De gouden handdruk in contanten
Al in 1996 oordeelde ons hoogste rechtscollege (Hoge Raad 22 maart 1996, nr. 15921, NJ 1996/00640) dat een gouden handdruk die door de werknemer ten tijde van het huwelijk in contanten werd ontvangen (er werd geen stamrecht bedongen) tot de gemeenschap van goederen behoort en bij echtscheiding moet worden gedeeld.
De gouden handdruk in de vorm van een direct ingaand stamrecht
In 2008 oordeelde de Hoge Raad (HR 17 oktober 2008, nr. 2007/00078, LJN: BE 9080) dat een gouden handdrukstamrecht in een bepaalde situatie aan een echtgenoot was verknocht. De gouden handdruk werd aangewend voor de aankoop van een direct ingaande periodieke uitkering en diende als inkomensaanvulling. Volgens de Hoge Raad was er sprake van vervanging van inkomen dat normaliter als loon was genoten als er geen sprake was geweest van ontslag. Net als loon dat na de echtscheiding wordt verkregen, vallen de uitkeringen uit het stamrecht die na de echtscheiding worden genoten niet in de gemeenschap. Wel zal bij eventuele alimentatie voor wat betreft de vaststelling ervan, rekening worden gehouden met het inkomen uit het gouden handdrukstamrecht. De stamrechtuitkeringen die werden ontvangen vóór de datum van echtscheiding behoorden wel tot de gemeenschap.

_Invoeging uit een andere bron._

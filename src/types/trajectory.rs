//! Observation sequences, stored forward trajectories and smoothed ensembles.

use super::cloud::ParticleCloud;
use crate::filter::errors::FilterError;

/// Data attached to one step of the filter
#[derive(Debug, Clone)]
pub struct StepData<U, Y> {
    /// Time index handed to the model
    pub t: usize,
    /// Observation applied at this step (`None` = no observation)
    pub y: Option<Y>,
    /// Input used to propagate out of this step
    pub u: Option<U>,
}

/// Pre-supplied observation sequence, aligned to filter steps
///
/// Two alignments are supported. With [`Observations::new`] the first
/// observation is applied to the initial particle cloud, so there are as
/// many steps as observations. With [`Observations::with_initial_step`] the
/// initial cloud is left unweighted and observation `k` is applied after the
/// `k`-th propagation, giving one extra step.
#[derive(Debug, Clone)]
pub struct Observations<U, Y> {
    steps: Vec<StepData<U, Y>>,
}

impl<U, Y> Observations<U, Y> {
    /// Step `k` observes `y[k]`
    pub fn new(y: Vec<Option<Y>>) -> Self {
        let steps = y
            .into_iter()
            .enumerate()
            .map(|(t, y)| StepData { t, y, u: None })
            .collect();
        Self { steps }
    }

    /// Step 0 is unobserved, step `k >= 1` observes `y[k - 1]`
    pub fn with_initial_step(y: Vec<Option<Y>>) -> Self {
        let mut steps = Vec::with_capacity(y.len() + 1);
        steps.push(StepData {
            t: 0,
            y: None,
            u: None,
        });
        steps.extend(y.into_iter().enumerate().map(|(k, y)| StepData {
            t: k + 1,
            y,
            u: None,
        }));
        Self { steps }
    }

    /// Attach inputs; `u[k]` drives the propagation out of step `k`.
    ///
    /// # Errors
    /// `DimensionMismatch` if there are fewer inputs than propagations.
    pub fn with_inputs(mut self, u: Vec<U>) -> Result<Self, FilterError> {
        let needed = self.steps.len().saturating_sub(1);
        if u.len() < needed {
            return Err(FilterError::DimensionMismatch {
                expected: needed,
                actual: u.len(),
                context: "input sequence".to_string(),
            });
        }
        for (step, u) in self.steps.iter_mut().zip(u) {
            step.u = Some(u);
        }
        Ok(self)
    }

    /// Number of filter steps
    #[inline]
    pub fn len(&self) -> usize {
        self.steps.len()
    }

    /// True if there are no steps
    #[inline]
    pub fn is_empty(&self) -> bool {
        self.steps.is_empty()
    }

    /// Data for step `k`
    #[inline]
    pub fn step(&self, k: usize) -> &StepData<U, Y> {
        &self.steps[k]
    }

    /// Observation at step `k`
    #[inline]
    pub fn y(&self, k: usize) -> Option<&Y> {
        self.steps[k].y.as_ref()
    }

    /// Input out of step `k`
    #[inline]
    pub fn u(&self, k: usize) -> Option<&U> {
        self.steps[k].u.as_ref()
    }

    /// Time index of step `k`
    #[inline]
    pub fn t(&self, k: usize) -> usize {
        self.steps[k].t
    }

    /// Iterate over all steps
    pub fn iter(&self) -> impl Iterator<Item = &StepData<U, Y>> {
        self.steps.iter()
    }
}

/// Stored output of a forward filter pass
///
/// One cloud per step, append-only while filtering and read-only afterwards.
#[derive(Debug, Clone)]
pub struct Trajectory<P> {
    clouds: Vec<ParticleCloud<P>>,
}

impl<P> Default for Trajectory<P> {
    fn default() -> Self {
        Self { clouds: Vec::new() }
    }
}

impl<P> Trajectory<P> {
    /// Empty trajectory
    pub fn new() -> Self {
        Self::default()
    }

    /// Append the cloud for the next step
    pub fn push(&mut self, cloud: ParticleCloud<P>) {
        self.clouds.push(cloud);
    }

    /// Number of stored steps
    #[inline]
    pub fn len(&self) -> usize {
        self.clouds.len()
    }

    /// True if nothing has been stored
    #[inline]
    pub fn is_empty(&self) -> bool {
        self.clouds.is_empty()
    }

    /// Cloud at step `k`
    #[inline]
    pub fn cloud(&self, k: usize) -> &ParticleCloud<P> {
        &self.clouds[k]
    }

    /// Most recent cloud
    pub fn last(&self) -> Option<&ParticleCloud<P>> {
        self.clouds.last()
    }

    /// All clouds in time order
    pub fn clouds(&self) -> &[ParticleCloud<P>] {
        &self.clouds
    }

    /// Filtered (weighted) mean of a scalar feature at every step
    pub fn filtered_mean<F>(&self, f: F) -> Vec<f64>
    where
        F: Fn(&P) -> f64,
    {
        self.clouds.iter().map(|c| c.weighted_mean(&f)).collect()
    }

    /// Smallest effective sample size over the stored steps
    pub fn min_ess(&self) -> f64 {
        self.clouds
            .iter()
            .map(|c| c.ess())
            .fold(f64::INFINITY, f64::min)
    }
}

/// Ensemble of `M` backward-sampled state sequences
///
/// Stored time-major: `states[t][j]` is the state of draw `j` at step `t`.
#[derive(Debug, Clone)]
pub struct SmoothedTrajectory<P> {
    states: Vec<Vec<P>>,
}

impl<P> SmoothedTrajectory<P> {
    /// Build from time-major states
    ///
    /// # Errors
    /// `DimensionMismatch` if the steps hold different numbers of draws.
    pub fn from_time_major(states: Vec<Vec<P>>) -> Result<Self, FilterError> {
        if let Some(first) = states.first() {
            let m = first.len();
            if let Some(bad) = states.iter().find(|s| s.len() != m) {
                return Err(FilterError::DimensionMismatch {
                    expected: m,
                    actual: bad.len(),
                    context: "smoothed trajectory draws".to_string(),
                });
            }
        }
        Ok(Self { states })
    }

    /// Number of steps
    #[inline]
    pub fn len(&self) -> usize {
        self.states.len()
    }

    /// True if no steps are stored
    #[inline]
    pub fn is_empty(&self) -> bool {
        self.states.is_empty()
    }

    /// Number of draws `M`
    pub fn ancestor_count(&self) -> usize {
        self.states.first().map_or(0, |s| s.len())
    }

    /// States of every draw at step `t`
    #[inline]
    pub fn at(&self, t: usize) -> &[P] {
        &self.states[t]
    }

    /// Iterate over steps
    pub fn steps(&self) -> impl Iterator<Item = &[P]> {
        self.states.iter().map(|s| s.as_slice())
    }

    /// Full path of draw `j`
    pub fn path(&self, j: usize) -> impl Iterator<Item = &P> {
        self.states.iter().map(move |s| &s[j])
    }

    /// Draw `j` as an owned single-draw ensemble
    pub fn single(&self, j: usize) -> SmoothedTrajectory<P>
    where
        P: Clone,
    {
        SmoothedTrajectory {
            states: self.states.iter().map(|s| vec![s[j].clone()]).collect(),
        }
    }

    /// Mean over draws of a scalar feature at every step
    pub fn mean<F>(&self, f: F) -> Vec<f64>
    where
        F: Fn(&P) -> f64,
    {
        self.states
            .iter()
            .map(|s| s.iter().map(&f).sum::<f64>() / s.len().max(1) as f64)
            .collect()
    }
}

De gouden handdruk in de vorm van een uitgesteld stamrecht
Het Gerechtshof Amsterdam heeft hier onlangs over geoordeeld (Gerechtshof Amsterdam 22 januari 2013, nr. 200.111.263/01, LJN: BZ4094). Daarbij speelde het volgende. Man en vrouw zijn in 1999 gehuwd in gemeenschap van goederen. De vrouw ontvangt in 2002 een gouden handdruk en kiest er voor deze te genieten in de vorm van een uitgesteld stamrecht. Er wordt een kapitaalverzekering met stamrechtclausule aangekocht bij een verzekeraar die tot uitkering komt in 2012. In 2009 is het huwelijk door echtscheiding ontbonden. De man eist de helft van het stamrecht en de vrouw verzet zich daartegen met de stelling dat het stamrecht aan haar verknocht is.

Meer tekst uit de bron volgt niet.